■ **How to complete this task**
Return the listing below character for character.

■ **Data under study**
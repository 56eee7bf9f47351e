use chrono::Utc;
use log::trace;
use sqlx::{sqlite::SqliteRow, FromRow, Row, SqliteConnection};

use super::{decode_json, encode_json};
use crate::db_types::{Message, NewMessage};

impl FromRow<'_, SqliteRow> for Message {
    fn from_row(row: &SqliteRow) -> Result<Self, sqlx::Error> {
        Ok(Self {
            id: row.try_get("id")?,
            conversation_id: row.try_get("conversation_id")?,
            sender: row.try_get("sender")?,
            kind: decode_json(row, "kind")?,
            created_at: row.try_get("created_at")?,
        })
    }
}

pub async fn insert_message(message: NewMessage, conn: &mut SqliteConnection) -> Result<Message, sqlx::Error> {
    let message: Message = sqlx::query_as(
        r#"
            INSERT INTO messages (conversation_id, sender, kind, created_at)
            VALUES ($1, $2, $3, $4)
            RETURNING *;
        "#,
    )
    .bind(message.conversation_id)
    .bind(message.sender)
    .bind(encode_json(&message.kind)?)
    .bind(Utc::now())
    .fetch_one(conn)
    .await?;
    trace!("💬️ Message #{} posted to {}", message.id, message.conversation_id);
    Ok(message)
}

pub async fn fetch_messages(conversation_id: &str, conn: &mut SqliteConnection) -> Result<Vec<Message>, sqlx::Error> {
    sqlx::query_as("SELECT * FROM messages WHERE conversation_id = $1 ORDER BY id ASC")
        .bind(conversation_id)
        .fetch_all(conn)
        .await
}
//--------------------------------------      Withdrawals      ---------------------------------------------------------
#[derive(Debug, Clone, PartialEq, Eq, Serialize, Deserialize)]
pub struct Withdrawal {
    pub id: i64,
    pub seller_id: String,
    pub amount: Money,
    pub tax: Money,
    pub net_amount: Money,
    pub currency: String,
    pub country: String,
    pub payout_reference: Option<String>,
    pub created_at: DateTime<Utc>,
}

#[derive(Debug, Clone, Serialize, Deserialize)]
pub struct NewWithdrawal {
    pub seller_id: String,
    pub amount: Money,
    pub tax: Money,
    pub net_amount: Money,
    pub currency: String,
    pub country: String,
    pub payout_reference: Option<String>,
    pub created_at: DateTime<Utc>,
}

//--------------------------------------        Messages       ---------------------------------------------------------
/// Every kind of message that can appear in a buyer/seller conversation.
#[derive(Debug, Clone, PartialEq, Eq, Serialize, Deserialize)]
#[serde(tag = "type", rename_all = "snake_case")]
pub enum MessageKind {
    Text { body: String },
    Image { url: String },
    CartUpdated { item_count: usize, subtotal: Money },
    DoneAdding,
    ItemsBagged,
    PaymentRequest { fees: FeeBreakdown },
    PaymentConfirmed { method: PaymentMethod, amount: Money },
    PickupCode { code: PickupCode },
    HandoffConfirmed { status: OrderStatusType },
    OrderCancelled { reason: String },
    RefundUpdate { refund_id: i64, status: RefundStatus },
    WithdrawalRequested { amount: Money },
}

■ **Finished task**
repository 56eee7bf9f47351e
use chrono::Utc;
use log::trace;
use sqlx::{sqlite::SqliteRow, FromRow, Row, SqliteConnection};

use super::{decode_json, encode_json};
use crate::db_types::{Message, NewMessage};

impl FromRow<'_, SqliteRow> for Message {
    fn from_row(row: &SqliteRow) -> Result<Self, sqlx::Error> {
        Ok(Self {
            id: row.try_get("id")?,
            conversation_id: row.try_get("conversation_id")?,
            sender: row.try_get("sender")?,
            kind: decode_json(row, "kind")?,
            created_at: row.try_get("created_at")?,
        })
    }
}

pub async fn insert_message(message: NewMessage, conn: &mut SqliteConnection) -> Result<Message, sqlx::Error> {
    let message: Message = sqlx::query_as(
        r#"
            INSERT INTO messages (conversation_id, sender, kind, created_at)
            VALUES ($1, $2, $3, $4)
            RETURNING *;
        "#,
    )
    .bind(message.conversation_id)
    .bind(message.sender)
    .bind(encode_json(&message.kind)?)
    .bind(Utc::now())
    .fetch_one(conn)
    .await?;
    trace!("💬️ Message #{} posted to {}", message.id, message.conversation_id);
    Ok(message)
}

pub async fn fetch_messages(conversation_id: &str, conn: &mut SqliteConnection) -> Result<Vec<Message>, sqlx::Error> {
    sqlx::query_as("SELECT * FROM messages WHERE conversation_id = $1 ORDER BY id ASC")
        .bind(conversation_id)
        .fetch_all(conn)
        .await
}
//--------------------------------------      Withdrawals      ---------------------------------------------------------
#[derive(Debug, Clone, PartialEq, Eq, Serialize, Deserialize)]
pub struct Withdrawal {
    pub id: i64,
    pub seller_id: String,
    pub amount: Money,
    pub tax: Money,
    pub net_amount: Money,
    pub currency: String,
    pub country: String,
    pub payout_reference: Option<String>,
    pub created_at: DateTime<Utc>,
}

#[derive(Debug, Clone, Serialize, Deserialize)]
pub struct NewWithdrawal {
    pub seller_id: String,
    pub amount: Money,
    pub tax: Money,
    pub net_amount: Money,
    pub currency: String,
    pub country: String,
    pub payout_reference: Option<String>,
    pub created_at: DateTime<Utc>,
}

//--------------------------------------        Messages       ---------------------------------------------------------
/// Every kind of message that can appear in a buyer/seller conversation.
#[derive(Debug, Clone, PartialEq, Eq, Serialize, Deserialize)]
#[serde(tag = "type", rename_all = "snake_case")]
pub enum MessageKind {
    Text { body: String },
    Image { url: String },
    CartUpdated { item_count: usize, subtotal: Money },
    DoneAdding,
    ItemsBagged,
    PaymentRequest { fees: FeeBreakdown },
    PaymentConfirmed { method: PaymentMethod, amount: Money },
    PickupCode { code: PickupCode },
    HandoffConfirmed { status: OrderStatusType },
    OrderCancelled { reason: String },
    RefundUpdate { refund_id: i64, status: RefundStatus },
    WithdrawalRequested { amount: Money },
}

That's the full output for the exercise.